Yes, that's what I ended up selecting. I looked also in the help of the selection and it seemed better, but I don't have a more based reason. If you have a good reason, I will be glad to know.

I also checked safe cflags which gave some hints too. 

http://en.gentoo-wiki.com/wiki/Safe_Cflags/Intel#Core_2_Duo.2FQuad.2C_Xeon_51xx.2F53xx.2F54xx.2F3360.2C_Pentium_Dual-Core_T23xx.2B.2FExxxx.2C_Celeron_Dual-Core

http://en.gentoo-wiki.com/wiki/Safe_Cflags/Intel#Core_i7_and_Core_i5.2C_Xeon_55xx

Too bad they didn't update the site for Ivy bridge. model 58 doesn't appear there yet.

----------

## kimmie

Basically, if you are building a 64 bit kernel, CONFIG_MCORE2 will build the kernel with gcc options -m64 -march=core2, whereas CONFIG_GENERIC_CPU will build it with -m64 -mtune=generic.
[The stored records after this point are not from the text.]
//! Notification data repository.
//!
//! Stores fan-out records and serves both the user inbox and the background dispatcher.

use chrono::{DateTime, Utc};
use entity::sea_orm_active_enums::{DeliveryChannel, NotificationStatus};
use sea_orm::{
    ActiveModelTrait, ActiveValue, ColumnTrait, ConnectionTrait, DbErr, EntityTrait,
    IntoActiveModel, PaginatorTrait, QueryFilter, QueryOrder,
};

use crate::server::model::notification::{NewNotification, Notification};

/// Longest title stored, in characters.
const MAX_TITLE_LENGTH: usize = 200;

pub struct NotificationRepository<'a, C: ConnectionTrait> {
    db: &'a C,
}

impl<'a, C: ConnectionTrait> NotificationRepository<'a, C> {
    pub fn new(db: &'a C) -> Self {
        Self { db }
    }

    /// Inserts a notification record.
    ///
    /// Titles longer than 200 characters are truncated.
    ///
    /// # Returns
    /// - `Ok(Notification)` - The stored record
    /// - `Err(DbErr)` - Database error during insert
    pub async fn create(&self, notification: NewNotification) -> Result<Notification, DbErr> {
        let now = Utc::now();
        let title: String = notification.title.chars().take(MAX_TITLE_LENGTH).collect();
        let sent_at = (notification.status == NotificationStatus::Delivered).then_some(now);

        let entity = entity::notification::ActiveModel {
            user_id: ActiveValue::Set(notification.user_id),
            channel: ActiveValue::Set(notification.channel),
            status: ActiveValue::Set(notification.status),
            kind: ActiveValue::Set(notification.kind.to_string()),
            title: ActiveValue::Set(title),
            content: ActiveValue::Set(notification.content),
            data: ActiveValue::Set(notification.data),
            phone_number: ActiveValue::Set(notification.phone_number),
            is_read: ActiveValue::Set(false),
            attempts: ActiveValue::Set(0),
            last_error: ActiveValue::Set(None),
            scheduled_at: ActiveValue::Set(notification.scheduled_at),
            sent_at: ActiveValue::Set(sent_at),
            read_at: ActiveValue::Set(None),
            created_at: ActiveValue::Set(now),
            ..Default::default()
        }
        .insert(self.db)
        .await?;

        Ok(Notification::from_entity(entity))
    }

    pub async fn find_by_id(&self, id: i32) -> Result<Option<Notification>, DbErr> {
        let entity = entity::prelude::Notification::find_by_id(id)
            .one(self.db)
            .await?;

        Ok(entity.map(Notification::from_entity))
    }

    /// Gets pending records due at `now` in per-user delivery order.
    ///
    /// Ordered by `(user_id, scheduled_at, id)` so the dispatcher can walk each user's
    /// queue front to back.
    pub async fn get_due(&self, now: DateTime<Utc>) -> Result<Vec<Notification>, DbErr> {
        let notifications = entity::prelude::Notification::find()
            .filter(entity::notification::Column::Status.eq(NotificationStatus::Pending))
            .filter(entity::notification::Column::ScheduledAt.lte(now))
            .order_by_asc(entity::notification::Column::UserId)
            .order_by_asc(entity::notification::Column::ScheduledAt)
            .order_by_asc(entity::notification::Column::Id)
            .all(self.db)
            .await?;

        Ok(notifications
            .into_iter()
            .map(Notification::from_entity)
            .collect())
    }

    /// Claims a pending record for delivery.
    ///
    /// # Returns
    /// - `Ok(true)` - The record moved to `Sending` and belongs to the caller
    /// - `Ok(false)` - Another dispatcher claimed or settled it first
    pub async fn claim(&self, id: i32) -> Result<bool, DbErr> {
        let result = entity::prelude::Notification::update_many()
            .filter(entity::notification::Column::Id.eq(id))
            .filter(entity::notification::Column::Status.eq(NotificationStatus::Pending))
            .col_expr(
                entity::notification::Column::Status,
                sea_orm::sea_query::Expr::value(NotificationStatus::Sending),
            )
            .exec(self.db)
            .await?;

        Ok(result.rows_affected == 1)
    }

    /// Returns every claimed record to the pending queue.
    ///
    /// Only safe while no dispatcher is running, i.e. before the scheduler starts.
    pub async fn release_claims(&self) -> Result<u64, DbErr> {
        let result = entity::prelude::Notification::update_many()
            .filter(entity::notification::Column::Status.eq(NotificationStatus::Sending))
            .col_expr(
                entity::notification::Column::Status,
                sea_orm::sea_query::Expr::value(NotificationStatus::Pending),
            )
            .exec(self.db)
            .await?;

        Ok(result.rows_affected)
    }

    /// Moves a claimed record to another channel.
    ///
    /// Records moved to the in-app inbox are delivered on the spot.
    pub async fn reroute(
        &self,
        id: i32,
        channel: DeliveryChannel,
        now: DateTime<Utc>,
    ) -> Result<(), DbErr> {
        let mut update = entity::prelude::Notification::update_many()
            .filter(entity::notification::Column::Id.eq(id))
            .col_expr(
                entity::notification::Column::Channel,
                sea_orm::sea_query::Expr::value(channel),
            );
        if channel == DeliveryChannel::InApp {
            update = update
                .col_expr(
                    entity::notification::Column::Status,
                    sea_orm::sea_query::Expr::value(NotificationStatus::Delivered),
                )
                .col_expr(
                    entity::notification::Column::SentAt,
                    sea_orm::sea_query::Expr::value(now),
                );
        }
        update.exec(self.db).await?;
        Ok(())
    }

    /// Marks a record as handed to its gateway.
    pub async fn mark_sent(&self, id: i32, now: DateTime<Utc>) -> Result<(), DbErr> {
        entity::prelude::Notification::update_many()
            .filter(entity::notification::Column::Id.eq(id))
            .col_expr(
                entity::notification::Column::Status,
                sea_orm::sea_query::Expr::value(NotificationStatus::Sent),
            )
            .col_expr(
                entity::notification::Column::SentAt,
                sea_orm::sea_query::Expr::value(now),
            )
            .col_expr(
                entity::notification::Column::LastError,
                sea_orm::sea_query::Expr::value(Option::<String>::None),
            )
            .exec(self.db)
            .await?;
        Ok(())
    }

    /// Records a failed delivery attempt.
    ///
    /// # Arguments
    /// - `id` - Notification ID
    /// - `attempts` - Attempt count including this failure
    /// - `error` - Gateway error message
    /// - `status` - `Pending` to retry later, `Failed` once attempts are exhausted
    pub async fn record_failure(
        &self,
        id: i32,
        attempts: i32,
        error: String,
        status: NotificationStatus,
    ) -> Result<(), DbErr> {
        entity::prelude::Notification::update_many()
            .filter(entity::notification::Column::Id.eq(id))
            .col_expr(
                entity::notification::Column::Attempts,
                sea_orm::sea_query::Expr::value(attempts),
            )
            .col_expr(
                entity::notification::Column::LastError,
                sea_orm::sea_query::Expr::value(Some(error)),
            )
            .col_expr(
                entity::notification::Column::Status,
                sea_orm::sea_query::Expr::value(status),
            )
            .exec(self.db)
            .await?;
        Ok(())
    }

    /// Gets a user's notifications, newest first.
    pub async fn get_for_user_paginated(
        &self,
        user_id: i32,
        unread_only: bool,
        page: u64,
        per_page: u64,
    ) -> Result<(Vec<Notification>, u64), DbErr> {
        let mut query = entity::prelude::Notification::find()
            .filter(entity::notification::Column::UserId.eq(user_id))
            .filter(entity::notification::Column::PhoneNumber.is_null());
        if unread_only {
            query = query.filter(entity::notification::Column::IsRead.eq(false));
        }

        let paginator = query
            .order_by_desc(entity::notification::Column::CreatedAt)
            .order_by_desc(entity::notification::Column::Id)
            .paginate(self.db, per_page);

        let total = paginator.num_items().await?;
        let notifications = paginator.fetch_page(page).await?;

        Ok((
            notifications
                .into_iter()
                .map(Notification::from_entity)
                .collect(),
            total,
        ))
    }

    /// Counts a user's unread inbox entries.
    ///
    /// Records carrying a phone override were addressed to someone else (an emergency
    /// contact) and are excluded.
    pub async fn unread_count(&self, user_id: i32) -> Result<u64, DbErr> {
        entity::prelude::Notification::find()
            .filter(entity::notification::Column::UserId.eq(user_id))
            .filter(entity::notification::Column::PhoneNumber.is_null())
            .filter(entity::notification::Column::IsRead.eq(false))
            .count(self.db)
            .await
    }

    /// Marks one of the user's notifications read.
    ///
    /// # Returns
    /// - `Ok(Some(Notification))` - The updated notification
    /// - `Ok(None)` - No such notification owned by the user
    pub async fn mark_read(
        &self,
        user_id: i32,
        id: i32,
        now: DateTime<Utc>,
    ) -> Result<Option<Notification>, DbErr> {
        let Some(notification) = entity::prelude::Notification::find_by_id(id)
            .filter(entity::notification::Column::UserId.eq(user_id))
            .one(self.db)
            .await?
        else {
            return Ok(None);
        };

        if notification.is_read {
            return Ok(Some(Notification::from_entity(notification)));
        }

        let mut notification = notification.into_active_model();
        notification.is_read = ActiveValue::Set(true);
        notification.read_at = ActiveValue::Set(Some(now));

        Ok(Some(Notification::from_entity(
            notification.update(self.db).await?,
        )))
    }

    /// Marks all of a user's notifications read.
    pub async fn mark_all_read(&self, user_id: i32, now: DateTime<Utc>) -> Result<u64, DbErr> {
        let result = entity::prelude::Notification::update_many()
            .filter(entity::notification::Column::UserId.eq(user_id))
            .filter(entity::notification::Column::IsRead.eq(false))
            .col_expr(
                entity::notification::Column::IsRead,
                sea_orm::sea_query::Expr::value(true),
            )
            .col_expr(
                entity::notification::Column::ReadAt,
                sea_orm::sea_query::Expr::value(now),
            )
            .exec(self.db)
            .await?;

        Ok(result.rows_affected)
    }

    /// Deletes one of the user's notifications.
    ///
    /// # Returns
    /// - `Ok(true)` - Deleted
    /// - `Ok(false)` - No such notification owned by the user
    pub async fn delete(&self, user_id: i32, id: i32) -> Result<bool, DbErr> {
        let result = entity::prelude::Notification::delete_many()
            .filter(entity::notification::Column::Id.eq(id))
            .filter(entity::notification::Column::UserId.eq(user_id))
            .exec(self.db)
            .await?;

        Ok(result.rows_affected > 0)
    }

    /// Moves every failed record back to pending with a fresh attempt budget.
    pub async fn retry_failed(&self, now: DateTime<Utc>) -> Result<u64, DbErr> {
        let result = entity::prelude::Notification::update_many()
            .filter(entity::notification::Column::Status.eq(NotificationStatus::Failed))
            .col_expr(
                entity::notification::Column::Status,
                sea_orm::sea_query::Expr::value(NotificationStatus::Pending),
            )
            .col_expr(
                entity::notification::Column::Attempts,
                sea_orm::sea_query::Expr::value(0),
            )
            .col_expr(
                entity::notification::Column::ScheduledAt,
                sea_orm::sea_query::Expr::value(now),
            )
            .exec(self.db)
            .await?;

        Ok(result.rows_affected)
    }
}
CORE2 is definitely the right one to use, as more recent i7/i5 support the core2 instructions, which are a superset of the basic amd64 instructions. Latter versions of gcc have -march=core7 available too, I think, I'm not sure if that's yet used by any kernel version.

It's hard to find this info by googling, I just looked in the kernel source for MCORE2 and also built the kernel using make V=1 to see exactly how the gcc options changed. If you set CONFIG_GENERIC_CPU, there are a few other undocumented kernel options set too, you'd have to look in the source to see what these actually do. Probably some sort of runtime detection and optimisation.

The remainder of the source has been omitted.